We understand why directors wait. There's shame. There's the hope that things will turn. There's the fear of what an advisor might say. We've heard it all - and we've never once judged a director for the situation they found themselves in.
We are the people you call when you think you might be losing your business. The ones who have been through this a hundred times. Who don't flinch. Who say: "Here's what's actually going on. Here's what we can do. Here's how we get through this."
Most restructuring engagements begin too late. By the time a formal process is triggered, recoveries have already eroded - for the business, for its people, and for the creditors who backed it.
Rebound Advisory works with directors at the earliest signs of distress. Our goal is a consensual restructure - not a formal appointment. That means more options, lower cost, and significantly better outcomes for everyone involved.
Directors who engage before formal insolvency becomes unavoidable almost always achieve better outcomes - for themselves, their people, and their creditors. The earlier the call, the more we can do.
Location is never a barrier to receiving the advice you need. Rebound Advisory operates across Australia, New Zealand, and Asia - we travel to our clients, not the other way around.

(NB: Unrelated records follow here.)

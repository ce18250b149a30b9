//! IR remote bridge entry point.
//!
//! Loads settings and bindings, finds the receiver, wires button presses to
//! the input injector, then runs the console command loop.
//!
//! # Architecture
//!
//! ```text
//! main()
//!  └─ load_settings() + CLI overrides, defaults written on first run
//!  └─ BindingsFile::open()            -- bindings.ini → BindingStore
//!  └─ connect()                       -- port scan, blocking task
//!  └─ DeviceLink::attach(dispatcher)  -- presses → ButtonDispatcher → injector
//!  └─ Session::run()                  -- console loop, blocking task
//! ```
//!
//! Both blocking phases race against Ctrl-C.  The console thread may be
//! parked in a stdin read that cannot be interrupted, so after cleanup an
//! interrupted run leaves through `std::process::exit`.

use std::path::PathBuf;
use std::sync::{
    atomic::{AtomicBool, Ordering},
    Arc, RwLock,
};

use anyhow::Context;
use clap::Parser;
use tracing::{error, info, warn};
use tracing_subscriber::EnvFilter;

use irbridge_core::{Melody, VirtualKeyNames};
use irbridge_host::application::{
    connect::connect,
    dispatch::ButtonDispatcher,
    session::Session,
};
use irbridge_host::infrastructure::{
    console::StdioPrompter,
    input_injection::platform_injector,
    serial::{ButtonListener, SerialPortTransport, SerialTransport},
    storage::{
        settings::{load_settings, settings_file_path, write_default_settings_if_missing},
        BindingsFile, HostSettings, StorageError,
    },
};

// ── CLI argument definitions ──────────────────────────────────────────────────

/// Bridges an IR remote receiver on a serial port to keyboard and mouse input.
#[derive(Debug, Parser)]
#[command(
    name = "irbridge",
    about = "Bind IR remote buttons to keyboard and mouse actions",
    version
)]
struct Cli {
    /// Serial port of the receiver (e.g. COM3 or /dev/ttyUSB0).
    ///
    /// Skips the port scan and probes only this port.
    #[arg(long, env = "IRBRIDGE_PORT")]
    port: Option<String>,

    /// Bindings file; overrides the settings file.
    #[arg(long, env = "IRBRIDGE_BINDINGS")]
    bindings: Option<PathBuf>,

    /// Settings file; defaults to settings.toml in the platform config directory.
    #[arg(long, env = "IRBRIDGE_SETTINGS")]
    settings: Option<PathBuf>,

    /// How long each port gets to send its handshake, in milliseconds.
    #[arg(long, env = "IRBRIDGE_CONNECT_TIMEOUT_MS")]
    connect_timeout_ms: Option<u64>,

    /// Full port scans before giving up; 0 scans until interrupted.
    #[arg(long, env = "IRBRIDGE_MAX_SCAN_ROUNDS")]
    max_scan_rounds: Option<u32>,

    /// Log actions instead of injecting input.
    #[arg(long, env = "IRBRIDGE_DRY_RUN")]
    dry_run: bool,

    /// Print the available serial ports and exit.
    #[arg(long)]
    list_ports: bool,
}

impl Cli {
    fn settings_path(&self) -> Result<PathBuf, StorageError> {
        match &self.settings {
            Some(path) => Ok(path.clone()),
            None => settings_file_path(),
        }
    }

    /// Applies command-line overrides on top of the loaded settings.
    fn apply_to(&self, settings: &mut HostSettings) {
        if let Some(path) = &self.bindings {
            settings.general.bindings_file = Some(path.clone());
        }
        if let Some(ms) = self.connect_timeout_ms {
            settings.serial.connect_timeout_ms = ms;
        }
        if let Some(rounds) = self.max_scan_rounds {
            settings.serial.max_scan_rounds = rounds;
        }
    }
}

// ── Entry point ───────────────────────────────────────────────────────────────

#[tokio::main]
async fn main() -> anyhow::Result<()> {
    let cli = Cli::parse();

    let settings_path = cli.settings_path()?;
    let mut settings = load_settings(&settings_path)
        .with_context(|| format!("failed to load settings from {}", settings_path.display()))?;
    cli.apply_to(&mut settings);

    // `RUST_LOG` wins over the settings file.
    tracing_subscriber::fmt()
        .with_env_filter(
            EnvFilter::try_from_default_env()
                .unwrap_or_else(|_| EnvFilter::new(&settings.general.log_level)),
        )
        .init();

    if let Err(e) = write_default_settings_if_missing(&settings_path) {
        warn!(error = %e, "could not write default settings");
    }

    let transport = SerialPortTransport::new();
    if cli.list_ports {
        for port in transport.list_ports().context("failed to list serial ports")? {
            println!("{port}");
        }
        return Ok(());
    }

    info!("IR remote bridge starting");

    // ── Bindings ──────────────────────────────────────────────────────────────
    let bindings_path = settings.bindings_path()?;
    let (file, store) = BindingsFile::open(&bindings_path)
        .with_context(|| format!("failed to open bindings file {}", bindings_path.display()))?;
    let bindings = Arc::new(RwLock::new(store));

    let injector = platform_injector(cli.dry_run);
    let running = Arc::new(AtomicBool::new(true));

    // ── Connect ───────────────────────────────────────────────────────────────
    let mut connect_task = {
        let running = Arc::clone(&running);
        let port = cli.port.clone();
        let line = settings.serial.line_settings();
        let policy = settings.serial.connect_policy();
        tokio::task::spawn_blocking(move || {
            connect(&transport, line, port.as_deref(), &policy, &running)
        })
    };

    let link = tokio::select! {
        joined = &mut connect_task => joined
            .context("connect task failed")?
            .context("could not find the IR receiver")?,
        _ = tokio::signal::ctrl_c() => {
            info!("shutdown signal received while scanning");
            running.store(false, Ordering::Release);
            // The scan sees the flag within one handshake timeout.
            if let Ok(Ok(link)) = connect_task.await {
                link.close();
            }
            return Ok(());
        }
    };

    let dispatcher: Arc<dyn ButtonListener> =
        Arc::new(ButtonDispatcher::new(Arc::clone(&bindings), injector));
    link.attach(Arc::clone(&dispatcher));
    if let Err(e) = link.send_melody(&Melody::device_ready()) {
        warn!(error = %e, "failed to play ready tone");
    }
    info!(port = link.port_name(), "receiver ready");

    // ── Console loop ──────────────────────────────────────────────────────────
    let session_task = {
        let link = Arc::clone(&link);
        let bindings = Arc::clone(&bindings);
        let running = Arc::clone(&running);
        let options = settings.learn.learn_options();
        let mut file = file;
        tokio::task::spawn_blocking(move || {
            let keys = VirtualKeyNames::new();
            let mut session = Session {
                source: link.as_ref(),
                keys: &keys,
                bindings: bindings.as_ref(),
                file: &mut file,
                options,
            };
            session.run(&mut StdioPrompter::stdin(), &running)
        })
    };

    let interrupted = tokio::select! {
        ended = session_task => {
            match ended {
                Ok(end) => info!(?end, "console session ended"),
                Err(e) => error!("console task failed: {e}"),
            }
            false
        }
        _ = tokio::signal::ctrl_c() => {
            info!("shutdown signal received");
            running.store(false, Ordering::Release);
            true
        }
    };

    // Closing the link wakes a pending capture wait in the console thread.
    link.detach(&dispatcher);
    link.close();
    info!("IR remote bridge stopped");

    if interrupted {
        std::process::exit(0);
    }
    Ok(())
}

// ── Tests ─────────────────────────────────────────────────────────────────────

Whether you're in Melbourne, Sydney, Brisbane, Perth, Auckland, Singapore, or Hong Kong - if your business needs help, we will be there.
Australia
New Zealand
Asia Pacific
Wherever You Are
This matters because financial fixes that don't address the underlying operational reality rarely hold. A restructured balance sheet sitting on top of a broken operating model, a disengaged workforce, or a deteriorating client experience will fail again.
Brendan and Claire address both the financial and operational dimensions of distress. That integrated approach is what makes Rebound Advisory genuinely different from any other firm in this space.
When you speak to Rebound Advisory, you speak directly to Brendan or Claire. No junior teams. No handoffs. Just senior advisors who have seen this before - and who genuinely care about what happens next for you.

Brendan founded Rebound Advisory after more than 25 years at the highest levels of the restructuring profession - at PwC, KPMG, and Ferrier Hodgson - because he saw too many good businesses fail for want of the right advice at the right time.
Earlier in his career, Brendan led a team of senior professionals at NAB managing the bank's workout portfolio - giving him a rare perspective on how lenders assess distressed borrowers, what they need to see, and how to structure solutions that work for all parties.
Brendan is known for his directness, his calm under pressure, and his ability to cut through complexity to find what matters most. He doesn't flinch. And he doesn't give up on a business until every option has been genuinely explored.

Claire brings a perspective that is genuinely rare in the restructuring profession. Her career has taken her from KPMG and Pitcher Partners to ANZ - meaning she understands financial distress from both sides of the table. She knows how lenders think, what they need to see, and how to structure solutions that work for everyone.
A significant part of Claire's career has been spent working with agricultural and agribusiness clients - family farming operations, rural supply chains, and regional food producers navigating the particular pressures of seasonal cashflow, commodity price volatility, and the weight of multi-generational legacy.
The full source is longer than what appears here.